Directions: Write every record out again exactly as shown below.

Listed records:
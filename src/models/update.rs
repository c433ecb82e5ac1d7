//! Incoming Telegram update DTOs
//!
//! Only the fields the dispatcher reads are modelled; everything else in
//! the payload is ignored.

use serde::Deserialize;

/// Telegram user as it appears in updates.
#[derive(Debug, Clone, Deserialize, PartialEq)]
pub struct User {
    pub id: i64,
    #[serde(default)]
    pub first_name: String,
    #[serde(default)]
    pub username: Option<String>,
}

#[derive(Debug, Clone, Deserialize, PartialEq)]
pub struct Chat {
    pub id: i64,
}

#[derive(Debug, Clone, Deserialize, PartialEq)]
pub struct Message {
    pub message_id: i64,
    #[serde(default)]
    pub from: Option<User>,
    pub chat: Chat,
    #[serde(default)]
    pub text: Option<String>,
}

/// Query typed by a user in inline mode.
#[derive(Debug, Clone, Deserialize, PartialEq)]
pub struct InlineQuery {
    pub id: String,
    pub from: User,
    #[serde(default)]
    pub query: String,
}

/// Button press on an inline keyboard.
#[derive(Debug, Clone, Deserialize, PartialEq)]
pub struct CallbackQuery {
    pub id: String,
    pub from: User,
    #[serde(default)]
    pub data: Option<String>,
    #[serde(default)]
    pub inline_message_id: Option<String>,
}

/// One update delivered by the webhook.
#[derive(Debug, Clone, Deserialize, PartialEq)]
pub struct Update {
    pub update_id: i64,
    #[serde(default)]
    pub message: Option<Message>,
    #[serde(default)]
    pub inline_query: Option<InlineQuery>,
    #[serde(default)]
    pub callback_query: Option<CallbackQuery>,
}

/// Which payload an update carries.
#[derive(Debug, Clone, Copy, PartialEq, Eq)]
pub enum UpdateKind {
    Message,
    InlineQuery,
    CallbackQuery,
    Unknown,
}

impl Update {
    pub fn kind(&self) -> UpdateKind {
        if self.inline_query.is_some() {
            UpdateKind::InlineQuery
        } else if self.callback_query.is_some() {
            UpdateKind::CallbackQuery
        } else if self.message.is_some() {
            UpdateKind::Message
        } else {
            UpdateKind::Unknown
        }
    }

    /// Id of the user who triggered the update, if any.
    pub fn sender_id(&self) -> Option<i64> {
        if let Some(query) = &self.inline_query {
            return Some(query.from.id);
        }
        if let Some(callback) = &self.callback_query {
            return Some(callback.from.id);
        }
        self.message
            .as_ref()
            .and_then(|m| m.from.as_ref())
            .map(|u| u.id)
    }
}

#[cfg(test)]
mod tests {
    use super::*;

    #[test]
    fn test_inline_query_update_deserialize() {
        let json = r#"{
            "update_id": 10,
            "inline_query": {
                "id": "q-1",
                "from": {"id": 42, "first_name": "Sara", "is_bot": false},
                "query": "hello @bob",
                "offset": ""
            }
        }"#;

        let update: Update = serde_json::from_str(json).unwrap();
        assert_eq!(update.kind(), UpdateKind::InlineQuery);
        assert_eq!(update.sender_id(), Some(42));
        assert_eq!(update.inline_query.unwrap().query, "hello @bob");
    }

    #[test]
    fn test_message_update_deserialize() {
        let json = r#"{
            "update_id": 11,
            "message": {
                "message_id": 5,
                "from": {"id": 7, "first_name": "Ali"},
                "chat": {"id": 7, "type": "private"},
                "text": "/start"
            }
        }"#;

        let update: Update = serde_json::from_str(json).unwrap();
        assert_eq!(update.kind(), UpdateKind::Message);
        assert_eq!(update.sender_id(), Some(7));
    }

    #[test]
    fn test_unknown_update() {
        let update: Update = serde_json::from_str(r#"{"update_id": 12}"#).unwrap();
        assert_eq!(update.kind(), UpdateKind::Unknown);
        assert_eq!(update.sender_id(), None);
    }

    #[test]
    fn test_missing_update_id_fails() {
        let result: Result<Update, _> = serde_json::from_str(r#"{"message": null}"#);
        assert!(result.is_err());
    }
}
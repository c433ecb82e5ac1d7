//! Whisper query parsing.
//!
//! An inline query of the form `secret text @username` (or a numeric user
//! id instead of the username) addresses a whisper to one receiver.

/// Who a whisper is addressed to.
#[derive(Debug, Clone, PartialEq, Eq)]
pub enum Receiver {
    Username(String),
    UserId(i64),
}

/// A parsed whisper: message text plus its receiver.
#[derive(Debug, Clone, PartialEq, Eq)]
pub struct WhisperDraft {
    pub text: String,
    pub receiver: Receiver,
}

impl WhisperDraft {
    /// Parses an inline query. Returns None when there is no receiver or
    /// no text.
    pub fn parse(query: &str) -> Option<Self> {
        let mut tokens: Vec<&str> = query.split_whitespace().collect();
        let receiver = parse_receiver(tokens.pop()?)?;

        if tokens.is_empty() {
            return None;
        }

        Some(Self {
            text: tokens.join(" "),
            receiver,
        })
    }
}

fn parse_receiver(token: &str) -> Option<Receiver> {
    if let Some(name) = token.strip_prefix('@') {
        let valid = !name.is_empty()
            && name.chars().all(|c| c.is_ascii_alphanumeric() || c == '_');
        return valid.then(|| Receiver::Username(name.to_string()));
    }

    token
        .parse::<i64>()
        .ok()
        .filter(|id| *id > 0)
        .map(Receiver::UserId)
}

#[cfg(test)]
mod tests {
    use super::*;

    #[test]
    fn test_parse_username_receiver() {
        let draft = WhisperDraft::parse("meet me at  noon @bob_1").unwrap();
        assert_eq!(draft.text, "meet me at noon");
        assert_eq!(draft.receiver, Receiver::Username("bob_1".to_string()));
    }

    #[test]
    fn test_parse_numeric_receiver() {
        let draft = WhisperDraft::parse("hello 123456").unwrap();
        assert_eq!(draft.receiver, Receiver::UserId(123456));
    }

    #[test]
    fn test_parse_rejects_missing_parts() {
        assert_eq!(WhisperDraft::parse(""), None);
        assert_eq!(WhisperDraft::parse("@bob"), None);
        assert_eq!(WhisperDraft::parse("hello world"), None);
        assert_eq!(WhisperDraft::parse("hello @"), None);
        assert_eq!(WhisperDraft::parse("hello -5"), None);
        assert_eq!(WhisperDraft::parse("hello @bo-b"), None);
    }
}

Result of this task:
filename src/models/update.rs
repository c433ecb82e5ac1d7
//! Incoming Telegram update DTOs
//!
//! Only the fields the dispatcher reads are modelled; everything else in
//! the payload is ignored.

use serde::Deserialize;

/// Telegram user as it appears in updates.
#[derive(Debug, Clone, Deserialize, PartialEq)]
pub struct User {
    pub id: i64,
    #[serde(default)]
    pub first_name: String,
    #[serde(default)]
    pub username: Option<String>,
}

#[derive(Debug, Clone, Deserialize, PartialEq)]
pub struct Chat {
    pub id: i64,
}

#[derive(Debug, Clone, Deserialize, PartialEq)]
pub struct Message {
    pub message_id: i64,
    #[serde(default)]
    pub from: Option<User>,
    pub chat: Chat,
    #[serde(default)]
    pub text: Option<String>,
}

/// Query typed by a user in inline mode.
#[derive(Debug, Clone, Deserialize, PartialEq)]
pub struct InlineQuery {
    pub id: String,
    pub from: User,
    #[serde(default)]
    pub query: String,
}

/// Button press on an inline keyboard.
#[derive(Debug, Clone, Deserialize, PartialEq)]
pub struct CallbackQuery {
    pub id: String,
    pub from: User,
    #[serde(default)]
    pub data: Option<String>,
    #[serde(default)]
    pub inline_message_id: Option<String>,
}

/// One update delivered by the webhook.
#[derive(Debug, Clone, Deserialize, PartialEq)]
pub struct Update {
    pub update_id: i64,
    #[serde(default)]
    pub message: Option<Message>,
    #[serde(default)]
    pub inline_query: Option<InlineQuery>,
    #[serde(default)]
    pub callback_query: Option<CallbackQuery>,
}

/// Which payload an update carries.
#[derive(Debug, Clone, Copy, PartialEq, Eq)]
pub enum UpdateKind {
    Message,
    InlineQuery,
    CallbackQuery,
    Unknown,
}

impl Update {
    pub fn kind(&self) -> UpdateKind {
        if self.inline_query.is_some() {
            UpdateKind::InlineQuery
        } else if self.callback_query.is_some() {
            UpdateKind::CallbackQuery
        } else if self.message.is_some() {
            UpdateKind::Message
        } else {
            UpdateKind::Unknown
        }
    }

    /// Id of the user who triggered the update, if any.
    pub fn sender_id(&self) -> Option<i64> {
        if let Some(query) = &self.inline_query {
            return Some(query.from.id);
        }
        if let Some(callback) = &self.callback_query {
            return Some(callback.from.id);
        }
        self.message
            .as_ref()
            .and_then(|m| m.from.as_ref())
            .map(|u| u.id)
    }
}

#[cfg(test)]
mod tests {
    use super::*;

    #[test]
    fn test_inline_query_update_deserialize() {
        let json = r#"{
            "update_id": 10,
            "inline_query": {
                "id": "q-1",
                "from": {"id": 42, "first_name": "Sara", "is_bot": false},
                "query": "hello @bob",
                "offset": ""
            }
        }"#;

        let update: Update = serde_json::from_str(json).unwrap();
        assert_eq!(update.kind(), UpdateKind::InlineQuery);
        assert_eq!(update.sender_id(), Some(42));
        assert_eq!(update.inline_query.unwrap().query, "hello @bob");
    }

    #[test]
    fn test_message_update_deserialize() {
        let json = r#"{
            "update_id": 11,
            "message": {
                "message_id": 5,
                "from": {"id": 7, "first_name": "Ali"},
                "chat": {"id": 7, "type": "private"},
                "text": "/start"
            }
        }"#;

        let update: Update = serde_json::from_str(json).unwrap();
        assert_eq!(update.kind(), UpdateKind::Message);
        assert_eq!(update.sender_id(), Some(7));
    }

    #[test]
    fn test_unknown_update() {
        let update: Update = serde_json::from_str(r#"{"update_id": 12}"#).unwrap();
        assert_eq!(update.kind(), UpdateKind::Unknown);
        assert_eq!(update.sender_id(), None);
    }

    #[test]
    fn test_missing_update_id_fails() {
        let result: Result<Update, _> = serde_json::from_str(r#"{"message": null}"#);
        assert!(result.is_err());
    }
}
repository c433ecb82e5ac1d7
//! Whisper query parsing.
//!
//! An inline query of the form `secret text @username` (or a numeric user
//! id instead of the username) addresses a whisper to one receiver.

/// Who a whisper is addressed to.
#[derive(Debug, Clone, PartialEq, Eq)]
pub enum Receiver {
    Username(String),
    UserId(i64),
}

/// A parsed whisper: message text plus its receiver.
#[derive(Debug, Clone, PartialEq, Eq)]
pub struct WhisperDraft {
    pub text: String,
    pub receiver: Receiver,
}

impl WhisperDraft {
    /// Parses an inline query. Returns None when there is no receiver or
    /// no text.
    pub fn parse(query: &str) -> Option<Self> {
        let mut tokens: Vec<&str> = query.split_whitespace().collect();
        let receiver = parse_receiver(tokens.pop()?)?;

        if tokens.is_empty() {
            return None;
        }

        Some(Self {
            text: tokens.join(" "),
            receiver,
        })
    }
}

fn parse_receiver(token: &str) -> Option<Receiver> {
    if let Some(name) = token.strip_prefix('@') {
        let valid = !name.is_empty()
            && name.chars().all(|c| c.is_ascii_alphanumeric() || c == '_');
        return valid.then(|| Receiver::Username(name.to_string()));
    }

    token
        .parse::<i64>()
        .ok()
        .filter(|id| *id > 0)
        .map(Receiver::UserId)
}

#[cfg(test)]
mod tests {
    use super::*;

    #[test]
    fn test_parse_username_receiver() {
        let draft = WhisperDraft::parse("meet me at  noon @bob_1").unwrap();
        assert_eq!(draft.text, "meet me at noon");
        assert_eq!(draft.receiver, Receiver::Username("bob_1".to_string()));
    }

    #[test]
    fn test_parse_numeric_receiver() {
        let draft = WhisperDraft::parse("hello 123456").unwrap();
        assert_eq!(draft.receiver, Receiver::UserId(123456));
    }

    #[test]
    fn test_parse_rejects_missing_parts() {
        assert_eq!(WhisperDraft::parse(""), None);
        assert_eq!(WhisperDraft::parse("@bob"), None);
        assert_eq!(WhisperDraft::parse("hello world"), None);
        assert_eq!(WhisperDraft::parse("hello @"), None);
        assert_eq!(WhisperDraft::parse("hello -5"), None);
        assert_eq!(WhisperDraft::parse("hello @bo-b"), None);
    }
}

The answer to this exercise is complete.